As the frequency of the entries dropped off, so too did their length. Pages accustomed to long vignettes were now populated by short paragraphs and one-liners in increasingly imperceptible scrawl.
An elderly gentleman, previously a force of nature, lay trembling in bed, his face freckled with rapidly multiplying beads of sweat.
A 54-year-old female schoolteacher with a newly diagnosed tumor of the small bowel.
69 y.o. F w/chronic pancreatitis 2/2 longstanding EtOH abuse.
85 YO ♀ PMHx CHF, HTN, DM2, CAD s/p CABG, COPD on 2LNC presenting w/SBO.
I told myself that these were merely placeholders. That I would go back and fill in the details. Later. When I had more time.
But these weren’t people — they were diagnoses. These weren’t narratives — they were board questions.
Part of the allure of a journal is its ability to capture Time, that elusive companion, within its pages. My motivation in keeping one was to document my advancement in medical school as Time pressed on. A vignette from first year would seem feeble and naïve compared to an essay written in second year, which, in turn, would most certainly contain newly realized truths. And so on and so forth. I imagined myself forty years on dismissing the entire journal as rubbish, having achieved a deeper, more sophisticated level of understanding buttressed by a lifetime of caring for the sick.
But as the essays became one-liners, as the people became reduced to their diagnoses and as the faces and names swirled into one giant amorphous pool, it became clear that I was not documenting my progress, but rather my regression.
Studies have suggested that medical students lose empathy in the clinical years. I was aware of this phenomenon — we all were.

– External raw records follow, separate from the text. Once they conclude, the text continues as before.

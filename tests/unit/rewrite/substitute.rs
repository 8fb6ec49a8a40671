use super::*;
use crate::expression::node::{Constant, ExprKind};
use crate::fixtures::{lambda, people};
use crate::model::types::Primitive;

#[test]
fn replaces_the_parameter_with_the_given_node() {
    let l = lambda("p: Person => p.Address.City");
    let r = Expr::parameter("r", l.params()[0].ty());
    let out = replace_parameters(&l, std::slice::from_ref(&r));
    assert_eq!(out.to_string(), "r.Address.City");

    let ExprKind::Member {
        target: Some(address),
        ..
    } = out.kind()
    else {
        panic!("expected member access");
    };
    let ExprKind::Member {
        target: Some(root), ..
    } = address.kind()
    else {
        panic!("expected member access");
    };
    assert!(root.same(&r));
}

#[test]
fn replacement_is_positional_and_single_pass() {
    let l = lambda("(a: int, b: int) => a - b");
    let swapped = replace_parameters(&l, &[l.params()[1].clone(), l.params()[0].clone()]);
    assert_eq!(swapped.to_string(), "(b - a)");

    let seven = Expr::constant(Constant::Int(7));
    let partial = replace_parameters(&l, std::slice::from_ref(&seven));
    assert_eq!(partial.to_string(), "(7 - b)");

    let extra = replace_parameters(&l, &[seven.clone(), seven.clone(), seven]);
    assert_eq!(extra.to_string(), "(7 - 7)");
}

#[test]
fn convert_wraps_mismatched_types() {
    let l = lambda("(a: double, b: double) => a * b");
    let one = Expr::constant(Constant::Int(1));
    let half = Expr::constant(Constant::Double(0.5));
    let out = convert_replace_parameters(&l, &[one, half]);
    assert_eq!(out.to_string(), "(Convert(1, double) * 0.5)");
    assert_eq!(out.ty(), &Primitive::Double.ty());
}

#[test]
fn replace_matches_identity_not_structure() {
    let l = lambda("p: Person => p.Name == p.Manager.Name");
    let ExprKind::Binary { left, .. } = l.body().kind() else {
        panic!("expected binary");
    };
    let lit = Expr::constant(Constant::Str("x".to_owned()));
    let out = replace(l.body(), left, &lit);
    assert_eq!(out.to_string(), "(\"x\" == p.Manager.Name)");

    let lookalike = crate::expression::bind::parse_expr("p.Name", people(), l.params()).unwrap();
    assert_eq!(&lookalike, left);
    assert!(replace(l.body(), &lookalike, &lit).same(l.body()));
}

#[test]
fn untouched_subtrees_are_shared() {
    let l = lambda("p: Person => p.Age + p.Manager.Age");
    let ExprKind::Binary { left, right, .. } = l.body().kind() else {
        panic!("expected binary");
    };
    let zero = Expr::constant(Constant::Int(0));
    let out = replace(l.body(), left, &zero);
    let ExprKind::Binary { right: kept, .. } = out.kind() else {
        panic!("expected binary");
    };
    assert!(kept.same(right));
}
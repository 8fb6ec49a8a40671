use super::*;
use crate::fixtures::lambda;

fn names(members: &[MemberInfo]) -> Vec<&str> {
    members.iter().map(MemberInfo::name).collect()
}

#[test]
fn chain_is_root_to_leaf() {
    let l = lambda("p: Person => p.Address.Country.Name");
    let chain = get_chain(l.body());
    assert_eq!(chain.len(), 3);
    assert!(chain_root(&chain).is_some_and(|r| r.same(&l.params()[0])));
    for pair in chain.windows(2) {
        let target = pair[1].target.as_ref().unwrap();
        assert!(target.same(&pair[0].expression));
    }
    assert!(chain[2].expression.same(l.body()));
    assert_eq!(
        names(&get_lambda_members_chain(&l)),
        vec!["Address", "Country", "Name"]
    );
}

#[test]
fn calls_are_links() {
    let l = lambda("p: Person => p.Primary().Country.Code");
    assert_eq!(
        names(&get_lambda_members_chain(&l)),
        vec!["Primary", "Country", "Code"]
    );
    let chain = get_chain(l.body());
    assert!(chain_root(&chain).is_some_and(|r| r.same(&l.params()[0])));

    let l = lambda("p: Person => p.Manager.GetAddress().City");
    assert_eq!(
        names(&get_lambda_members_chain(&l)),
        vec!["Manager", "GetAddress", "City"]
    );
}

#[test]
fn plain_static_calls_become_the_root() {
    let l = lambda("p: Person => Util.Foo().Address.City");
    let chain = get_chain(l.body());
    assert_eq!(chain.len(), 2);
    let root = chain_root(&chain).unwrap();
    assert!(matches!(root.kind(), ExprKind::Call { target: None, .. }));

    let l = lambda("p: Person => Text.Join(p.Name, p.Name)");
    assert!(get_chain(l.body()).is_empty());
}

#[test]
fn static_member_starts_without_a_root() {
    let l = lambda("p: Person => Util.Default.Name");
    let chain = get_chain(l.body());
    assert_eq!(names(&get_members_chain(l.body())), vec!["Default", "Name"]);
    assert!(chain_root(&chain).is_none());
}

#[test]
fn non_chainable_input_is_empty() {
    assert!(get_chain(lambda("(a: int, b: int) => a + b").body()).is_empty());
    assert!(get_chain(lambda("p: Person => p").body()).is_empty());
    assert!(chain_root(&[]).is_none());
}

#[test]
fn get_member_is_depth_one_only() {
    let m = get_member(&lambda("p: Person => p.Address")).unwrap();
    assert_eq!(m.name(), "Address");
    assert!(get_member(&lambda("p: Person => p.Address.City")).is_none());
    assert!(get_member(&lambda("p: Person => p.FullName()")).is_none());
    assert!(get_member(&lambda("(a: Person, b: Person) => b.Address")).is_none());
}

#[test]
fn member_expressions_stop_at_calls() {
    let l = lambda("p: Person => p.Address.City");
    let exprs = get_member_expressions(l.body());
    assert_eq!(exprs.len(), 2);
    assert_eq!(exprs[0].to_string(), "p.Address");

    let l = lambda("p: Person => p.Manager.GetAddress().City");
    let exprs = get_member_expressions(l.body());
    assert_eq!(exprs.len(), 1);
    assert_eq!(exprs[0].to_string(), "p.Manager");

    let l = lambda("p: Person => p.Manager.GetAddress()");
    assert!(get_member_expressions(l.body()).is_empty());
}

But I foolishly thought that awareness would be sufficient protection. Maybe this was the explanation: I had experienced a loss of empathy. Time was wearing down my humanism, and after only one year. What would be left of me after another year? Another ten? Another forty?
However, these losses must be weighed against incontrovertible gains. I may have been more empathetic a year ago, but I was also infinitely more ignorant. Hypertension in a child once screamed “pheochromocytoma!” But now, it means that the blood pressure cuff was probably just too small. I have gained knowledge. I have gained skills. I have gained confidence. I have gained weight.
So, how then can I restore humanism to my experience? How might I insulate it from the erosive effects of time? I don’t pretend to have the answers. But I presume that my drop-off in writing hasn’t been particularly helpful. That might be a good place to start.
To my journal — I promise never to banish you to the bookshelf again.
I can’t say the same for Dostoevsky.